España y los derechos

Después de unas semanas de ir por España ojo avizor, creo que el rasgo principal del español medio es su convicción de estar cargado de derechos.

En vacaciones uno se desvincula un tanto de la actualidad –aunque sólo sea por no tener una conexión decente a internet–, pero a cambio se mezcla más con sus semejantes en playas, piscinas, carreteras y otros entornos de involuntaria pero inevitable interacción social.

Y uno, que tiene cierta deformación profesional, contempla a sus conciudadanos con la mirada con que escruta a los políticos, es decir, no sin cierta mala leche. Lo peor es que, como en el caso de los próceres de la patria, el resultado no es muy positivo.

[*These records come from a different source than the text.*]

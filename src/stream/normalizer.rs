use async_trait::async_trait;
use futures_util::StreamExt;
use tokio_util::sync::CancellationToken;

use crate::error::LLMError;
use crate::http::HttpBodyStream;
use crate::types::{ChatResponse, StreamChunk};

use super::ResponseStream;
use super::accumulator::StreamAccumulator;
use super::sse::{SseEvent, StreamDecoder, StreamEvent};

/// Outcome of folding one vendor event.
#[derive(Debug, Clone, Copy, PartialEq, Eq)]
pub(crate) enum Fold {
    Continue,
    /// The vendor signalled the end of the response.
    Terminal,
}

/// Vendor-specific half of a streaming normalizer.
///
/// Implementations parse one SSE event into vendor records and feed them into the
/// accumulator. `data: [DONE]` and transport EOF are handled by [`SseNormalizer`].
pub(crate) trait EventFolder: Send {
    fn fold(&mut self, event: SseEvent, acc: &mut StreamAccumulator) -> Result<Fold, LLMError>;
}

/// Pull-based normalizer shared by every SSE framing.
///
/// The body is held in an `Option` and dropped exactly once: on the terminal signal, EOF,
/// error, cancellation, [`ResponseStream::close`], or when the normalizer itself drops.
pub(crate) struct SseNormalizer<F> {
    decoder: Option<StreamDecoder>,
    folder: F,
    provider: &'static str,
    cancel: CancellationToken,
    accumulator: StreamAccumulator,
    current: Option<StreamChunk>,
    error: Option<LLMError>,
    exhausted: bool,
}

impl<F: EventFolder> SseNormalizer<F> {
    pub(crate) fn new(
        body: HttpBodyStream,
        provider: &'static str,
        cancel: CancellationToken,
        folder: F,
    ) -> Self {
        Self {
            decoder: Some(StreamDecoder::new(body, provider)),
            folder,
            provider,
            cancel,
            accumulator: StreamAccumulator::new(),
            current: None,
            error: None,
            exhausted: false,
        }
    }

    fn release(&mut self) {
        if self.decoder.take().is_some() {
            tracing::debug!(provider = %self.provider, "stream body released");
        }
    }

    fn complete(&mut self) {
        self.accumulator.flush_tool_calls();
        self.exhausted = true;
        self.release();
    }

    fn fail(&mut self, err: LLMError) {
        tracing::warn!(provider = %self.provider, error = %err, "stream terminated with error");
        self.accumulator.discard_ready();
        self.error = Some(err);
        self.exhausted = true;
        self.release();
    }
}

#[async_trait]
impl<F: EventFolder> ResponseStream for SseNormalizer<F> {
    async fn next(&mut self) -> bool {
        loop {
            if let Some(chunk) = self.accumulator.pop_ready() {
                self.current = Some(chunk);
                return true;
            }
            if self.exhausted {
                self.release();
                return false;
            }
            let Some(decoder) = self.decoder.as_mut() else {
                self.exhausted = true;
                return false;
            };

            let polled = tokio::select! {
                biased;
                _ = self.cancel.cancelled() => Err(LLMError::aborted()),
                event = decoder.next() => Ok(event),
            };

            match polled {
                Err(err) | Ok(Some(Err(err))) => self.fail(err),
                Ok(None) => {
                    tracing::debug!(provider = %self.provider, "stream reached EOF");
                    self.complete();
                }
                Ok(Some(Ok(StreamEvent::Done))) => self.complete(),
                Ok(Some(Ok(StreamEvent::Data(event)))) => {
                    match self.folder.fold(event, &mut self.accumulator) {
                        Ok(Fold::Continue) => {}
                        Ok(Fold::Terminal) => self.complete(),
                        Err(err) => self.fail(err),
                    }
                }
            }
        }
    }

    fn current(&self) -> Option<&StreamChunk> {
        self.current.as_ref()
    }

    fn err(&self) -> Option<&LLMError> {
        self.error.as_ref()
    }

    fn close(&mut self) {
        self.accumulator.discard_ready();
        self.exhausted = true;
        self.release();
    }

    fn accumulated(&self) -> &ChatResponse {
        self.accumulator.response()
    }
}

#[cfg(test)]
mod tests {
    use std::sync::Arc;
    use std::sync::atomic::{AtomicBool, Ordering};
    use std::pin::Pin;
    use std::task::{Context, Poll};

    use futures_core::Stream;
    use futures_util::stream;

    use super::*;

    /// Treats every event's data as a text delta; `stop` ends the response.
    struct EchoFolder;

    impl EventFolder for EchoFolder {
        fn fold(&mut self, event: SseEvent, acc: &mut StreamAccumulator) -> Result<Fold, LLMError> {
            match event.data.as_str() {
                "stop" => Ok(Fold::Terminal),
                "bad" => Err(LLMError::decode("echo", "bad event")),
                text => {
                    acc.push_text(text);
                    Ok(Fold::Continue)
                }
            }
        }
    }

    /// Body that records when it is dropped.
    struct TrackedBody {
        inner: HttpBodyStream,
        dropped: Arc<AtomicBool>,
    }

    impl Stream for TrackedBody {
        type Item = Result<Vec<u8>, LLMError>;

        fn poll_next(mut self: Pin<&mut Self>, cx: &mut Context<'_>) -> Poll<Option<Self::Item>> {
            self.inner.as_mut().poll_next(cx)
        }
    }

    impl Drop for TrackedBody {
        fn drop(&mut self) {
            self.dropped.store(true, Ordering::SeqCst);
        }
    }

    fn tracked(chunks: Vec<&'static str>) -> (HttpBodyStream, Arc<AtomicBool>) {
        let dropped = Arc::new(AtomicBool::new(false));
        let inner: HttpBodyStream =
            Box::pin(stream::iter(chunks.into_iter().map(|c| Ok(c.as_bytes().to_vec()))));
        let body = TrackedBody {
            inner,
            dropped: dropped.clone(),
        };
        (Box::pin(body), dropped)
    }

    #[tokio::test]
    async fn terminal_signal_releases_body_before_consumer_closes() {
        let (body, dropped) = tracked(vec!["data: a\n\ndata: stop\n\ndata: never\n\n"]);
        let mut normalizer = SseNormalizer::new(body, "echo", CancellationToken::new(), EchoFolder);

        assert!(normalizer.next().await);
        assert_eq!(normalizer.current().map(|c| c.delta.as_str()), Some("a"));
        assert!(!normalizer.next().await);
        assert!(dropped.load(Ordering::SeqCst));
        assert!(normalizer.err().is_none());
        assert_eq!(normalizer.accumulated().content, "a");
    }

    #[tokio::test]
    async fn fold_error_kills_stream_and_keeps_delivered_text() {
        let (body, dropped) = tracked(vec!["data: ok\n\ndata: bad\n\ndata: later\n\n"]);
        let mut normalizer = SseNormalizer::new(body, "echo", CancellationToken::new(), EchoFolder);

        assert!(normalizer.next().await);
        assert!(!normalizer.next().await);
        assert!(matches!(normalizer.err(), Some(LLMError::Decode { .. })));
        assert!(dropped.load(Ordering::SeqCst));
        assert!(!normalizer.next().await, "dead stream must stay dead");
        assert_eq!(normalizer.accumulated().content, "ok");
    }

    #[tokio::test]
    async fn close_is_idempotent() {
        let (body, dropped) = tracked(vec!["data: a\n\n"]);
        let mut normalizer = SseNormalizer::new(body, "echo", CancellationToken::new(), EchoFolder);
        normalizer.close();
        assert!(dropped.load(Ordering::SeqCst));
        normalizer.close();
        assert!(!normalizer.next().await);
        assert!(normalizer.err().is_none());
    }

    #[tokio::test]
    async fn cancellation_unblocks_pending_read() {
        let body: HttpBodyStream = Box::pin(stream::pending());
        let cancel = CancellationToken::new();
        let mut normalizer = SseNormalizer::new(body, "echo", cancel.clone(), EchoFolder);

        let canceller = tokio::spawn(async move {
            tokio::task::yield_now().await;
            cancel.cancel();
        });
        assert!(!normalizer.next().await);
        assert!(matches!(normalizer.err(), Some(LLMError::Aborted { .. })));
        canceller.await.expect("canceller task");
    }

    #[tokio::test]
    async fn transport_error_is_surfaced_once() {
        let body: HttpBodyStream = Box::pin(stream::iter(vec![
            Ok(b"data: hi\n\n".to_vec()),
            Err(LLMError::transport(
                crate::error::TransportPhase::Read,
                "connection reset",
            )),
        ]));
        let mut normalizer = SseNormalizer::new(body, "echo", CancellationToken::new(), EchoFolder);
        assert!(normalizer.next().await);
        assert!(!normalizer.next().await);
        assert!(matches!(normalizer.err(), Some(LLMError::Transport { .. })));
        assert!(!normalizer.next().await);
    }
}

Así, después de unas semanas de ir por España ojo avizor, creo que el rasgo principal del español medio de hoy en día es su convicción de estar cargado de derechos. Miren, por ejemplo, a los ciclistas que pueblan las carreteras veraniegas: se creen con derecho a circular por mitad de la vía y en paralelo, aunque eso genere un atasco de proporciones industriales, o incluso en alegre pelotón, si son los suficientes.

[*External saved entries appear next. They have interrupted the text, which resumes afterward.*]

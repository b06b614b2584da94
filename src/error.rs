use std::fmt;
use std::time::Duration;

use thiserror::Error;

/// Phase of an HTTP exchange in which a transport failure happened.
#[derive(Debug, Clone, Copy, PartialEq, Eq)]
pub enum TransportPhase {
    /// Building, connecting, or sending the request (DNS, TLS, connect, timeout before headers).
    Send,
    /// Reading the response body, including streamed SSE bytes.
    Read,
}

impl fmt::Display for TransportPhase {
    fn fmt(&self, f: &mut fmt::Formatter<'_>) -> fmt::Result {
        match self {
            TransportPhase::Send => f.write_str("request send"),
            TransportPhase::Read => f.write_str("body read"),
        }
    }
}

/// Aggregates every failure mode exposed by the client.
///
/// Nothing inside the crate retries or silently recovers; each variant is returned to the
/// immediate caller of the operation that detected it.
#[derive(Debug, Clone, Error)]
pub enum LLMError {
    /// Raised when building or validating configuration fails, before any network activity.
    #[error("invalid configuration for {field}: {reason}")]
    InvalidConfig {
        /// Name of the configuration field that failed validation.
        field: String,
        /// Additional context explaining why the field is invalid.
        reason: String,
    },
    /// The registry has no constructor for the requested provider name.
    #[error("unknown provider: {name:?} (available: {})", .available.join(", "))]
    UnknownProvider {
        name: String,
        /// Names registered at the time of the lookup, sorted.
        available: Vec<String>,
    },
    /// Connection, TLS, DNS or timeout failures, tagged with the phase that failed.
    #[error("transport error during {phase}: {message}")]
    Transport {
        phase: TransportPhase,
        message: String,
    },
    /// Surfaces cancellations triggered by the caller's cancellation token.
    #[error("request aborted: {message}")]
    Aborted {
        /// Message describing who/what cancelled the request.
        message: String,
    },
    /// Non-success status returned by a vendor, normalized from its error envelope.
    #[error("{provider} API error (status {status}): {message}")]
    Api {
        /// Name of the provider, such as `openai`.
        provider: &'static str,
        status: u16,
        /// Vendor error type (`invalid_request_error`, `INVALID_ARGUMENT`, ...).
        error_type: Option<String>,
        /// Vendor error code when the envelope carries one.
        code: Option<String>,
        /// Vendor message, or `status {status}: {body}` when the envelope does not parse.
        message: String,
        /// Wait duration suggested via `Retry-After`; reported only, never acted on.
        retry_after: Option<Duration>,
    },
    /// Malformed JSON or invalid UTF-8 in a response body or in a single SSE event.
    #[error("failed to decode {provider} payload: {message}")]
    Decode {
        provider: &'static str,
        message: String,
    },
    /// Structured output could not be decoded into the caller's type.
    #[error("failed to parse response into {target}: {message}")]
    Parse { target: String, message: String },
    /// Signals validation failures in the request payload.
    #[error("invalid request: {message}")]
    Validation { message: String },
    /// Declares that a capability is not supported by the selected provider.
    #[error("feature unsupported: {feature}")]
    UnsupportedFeature { feature: &'static str },
    /// A model requested a tool that is not registered with the executor.
    #[error("tool not found: {name}")]
    ToolNotFound { name: String },
    /// Failure reported by a tool implementation.
    #[error("tool {name} failed: {message}")]
    Tool { name: String, message: String },
}

impl LLMError {
    /// Creates an [`LLMError::Transport`] for the given phase.
    ///
    /// # Examples
    ///
    /// ```
    /// use hibiki_llm::error::{LLMError, TransportPhase};
    ///
    /// let err = LLMError::transport(TransportPhase::Send, "dns lookup failed");
    /// assert!(matches!(err, LLMError::Transport { phase: TransportPhase::Send, .. }));
    /// assert_eq!(err.to_string(), "transport error during request send: dns lookup failed");
    /// ```
    pub fn transport<T: Into<String>>(phase: TransportPhase, message: T) -> Self {
        Self::Transport {
            phase,
            message: message.into(),
        }
    }

    /// Creates an [`LLMError::Decode`] tagged with the provider name.
    pub fn decode<T: Into<String>>(provider: &'static str, message: T) -> Self {
        Self::Decode {
            provider,
            message: message.into(),
        }
    }

    /// Creates an [`LLMError::InvalidConfig`].
    pub fn invalid_config(field: impl Into<String>, reason: impl Into<String>) -> Self {
        Self::InvalidConfig {
            field: field.into(),
            reason: reason.into(),
        }
    }

    /// Creates an [`LLMError::Tool`]; intended for [`crate::tool::Tool`] implementations.
    pub fn tool(name: impl Into<String>, message: impl Into<String>) -> Self {
        Self::Tool {
            name: name.into(),
            message: message.into(),
        }
    }

    pub(crate) fn aborted() -> Self {
        Self::Aborted {
            message: "cancellation token triggered".to_string(),
        }
    }

    /// HTTP status for vendor API errors.
    pub fn status(&self) -> Option<u16> {
        match self {
            LLMError::Api { status, .. } => Some(*status),
            _ => None,
        }
    }

    /// Returns `true` for 401/403 vendor responses.
    pub fn is_auth(&self) -> bool {
        matches!(self.status(), Some(401 | 403))
    }

    /// Returns `true` when the vendor throttled the request.
    pub fn is_rate_limited(&self) -> bool {
        matches!(self.status(), Some(429))
    }
}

Ellos, como sagrados usuarios del medio de transporte más querido por el perroflautismo universal, tienen todos los derechos y ninguna obligación, ni siquiera la de llevar casco en ciudad, que eso es malo para el cuero cabelludo –nota al margen: a mí me parece estupendo que cada uno se abra la cabeza a su sabor, pero si a mí como conductor me obligan a llevar cinturón y como motorista no puedo dejar el casco, ¿a qué viene la bula de los ciclistas?–.

Pero para derecho el de algunos ciudadanos de mi pueblo, que, descontentos con la nueva piscina construida por el alcalde, no sólo lograron que durante un par de veranos funcionasen dos piscinas municipales –en un ayuntamiento de 1.400 habitantes, viva la austeridad-, sino que ahora andan recogiendo firmas, incluso se llegó a hacer una pintada en la pared del ayuntamiento: "Queremos una piscina digna".

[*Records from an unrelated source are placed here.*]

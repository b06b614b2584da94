use std::collections::HashMap;
use std::sync::{Arc, OnceLock};

use async_trait::async_trait;
use futures_util::StreamExt;
use reqwest::Client;

use crate::error::{LLMError, TransportPhase};

use super::{DynHttpTransport, HttpBodyStream, HttpRequest, HttpResponse, HttpStreamResponse, HttpTransport};

/// 基于 reqwest 的默认 HttpTransport
pub struct ReqwestTransport {
    client: Client,
}

impl ReqwestTransport {
    /// 使用自定义 reqwest::Client
    pub fn new(client: Client) -> Self {
        Self { client }
    }

    /// 创建默认配置
    pub fn default_client() -> Result<Self, LLMError> {
        Client::builder()
            .build()
            .map(Self::new)
            .map_err(|err| LLMError::invalid_config("http_client", format!("failed to create reqwest client: {err}")))
    }

    fn build_request(&self, request: HttpRequest) -> Result<reqwest::RequestBuilder, LLMError> {
        let HttpRequest {
            url,
            headers,
            body,
            timeout,
        } = request;
        let mut builder = self.client.post(&url);

        if let Some(timeout) = timeout {
            builder = builder.timeout(timeout);
        }

        for (name, value) in headers {
            let header_name = reqwest::header::HeaderName::from_bytes(name.as_bytes()).map_err(|err| {
                LLMError::transport(TransportPhase::Send, format!("invalid header name: {err}"))
            })?;
            let header_value = reqwest::header::HeaderValue::from_str(&value).map_err(|err| {
                LLMError::transport(
                    TransportPhase::Send,
                    format!("invalid header value for {header_name}: {err}"),
                )
            })?;
            builder = builder.header(header_name, header_value);
        }

        Ok(builder.body(body))
    }

    async fn dispatch(&self, request: HttpRequest) -> Result<reqwest::Response, LLMError> {
        self.build_request(request)?
            .send()
            .await
            .map_err(|err| map_reqwest_error(TransportPhase::Send, &err))
    }

    fn headers_to_map(headers: &reqwest::header::HeaderMap) -> HashMap<String, String> {
        headers
            .iter()
            .map(|(name, value)| {
                (
                    name.as_str().to_string(),
                    value.to_str().unwrap_or_default().to_string(),
                )
            })
            .collect()
    }
}

/// Flattens reqwest's error kinds into the single transport error shape.
fn map_reqwest_error(phase: TransportPhase, err: &reqwest::Error) -> LLMError {
    let kind = if err.is_timeout() {
        "timeout"
    } else if err.is_connect() {
        "connect"
    } else if err.is_body() || err.is_decode() {
        "body"
    } else if err.is_request() {
        "request"
    } else {
        "other"
    };
    LLMError::transport(phase, format!("{kind}: {err}"))
}

#[async_trait]
impl HttpTransport for ReqwestTransport {
    async fn send(&self, request: HttpRequest) -> Result<HttpResponse, LLMError> {
        let response = self.dispatch(request).await?;

        let status = response.status().as_u16();
        let headers = Self::headers_to_map(response.headers());
        let body = response
            .bytes()
            .await
            .map_err(|err| map_reqwest_error(TransportPhase::Read, &err))?
            .to_vec();

        Ok(HttpResponse {
            status,
            headers,
            body,
        })
    }

    async fn send_stream(&self, request: HttpRequest) -> Result<HttpStreamResponse, LLMError> {
        let response = self.dispatch(request).await?;

        let status = response.status().as_u16();
        let headers = Self::headers_to_map(response.headers());
        let stream = response.bytes_stream().map(|chunk| {
            chunk
                .map(|bytes| bytes.to_vec())
                .map_err(|err| map_reqwest_error(TransportPhase::Read, &err))
        });
        let body: HttpBodyStream = Box::pin(stream);

        Ok(HttpStreamResponse {
            status,
            headers,
            body,
        })
    }
}

static SHARED_TRANSPORT: OnceLock<DynHttpTransport> = OnceLock::new();

/// 便捷构造线程安全 Transport
pub fn default_dyn_transport() -> Result<DynHttpTransport, LLMError> {
    Ok(Arc::new(ReqwestTransport::default_client()?))
}

/// Process-wide transport shared by the built-in registry constructors so they reuse one
/// connection pool.
pub fn shared_transport() -> Result<DynHttpTransport, LLMError> {
    if let Some(transport) = SHARED_TRANSPORT.get() {
        return Ok(transport.clone());
    }
    let transport = default_dyn_transport()?;
    Ok(SHARED_TRANSPORT.get_or_init(|| transport).clone())
}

Ya ven: la piscina olímpica no es ya sólo un derecho, sino que se convierte en un requisito para la dignidad colectiva del pueblo. La repera.

Un último ejemplo: en una playa gaditana, hace un par de días unos policías municipales requisaban el cargamento de un vendedor ambulante ilegal que ofrecía a los bañistas algún tipo de comida que no llegué a identificar. Por supuesto, la mayor parte de los presentes agradeció su labor a las fuerzas del orden con una sonora pitada y no pocos gritos. "¡Dejadles que se ganen la vida!", decía uno. El derecho a la venta ilegal.

No me cabe la menor duda de que el cien por cien de los que protestaban están convencidos de que, si se produjese una intoxicación alimentaria por uno de esos productos vendidos en la playa, la culpa sería de las autoridades, que no controlan esas cosas lo suficiente. Ellos, obviamente, tienen derecho a comerse lo que les dé la gana y que papá Estado les haga de catavenenos.

Ah, y se me olvidaba el principal de los derechos: que todo esto, y mucho más, tiene que ser gratis.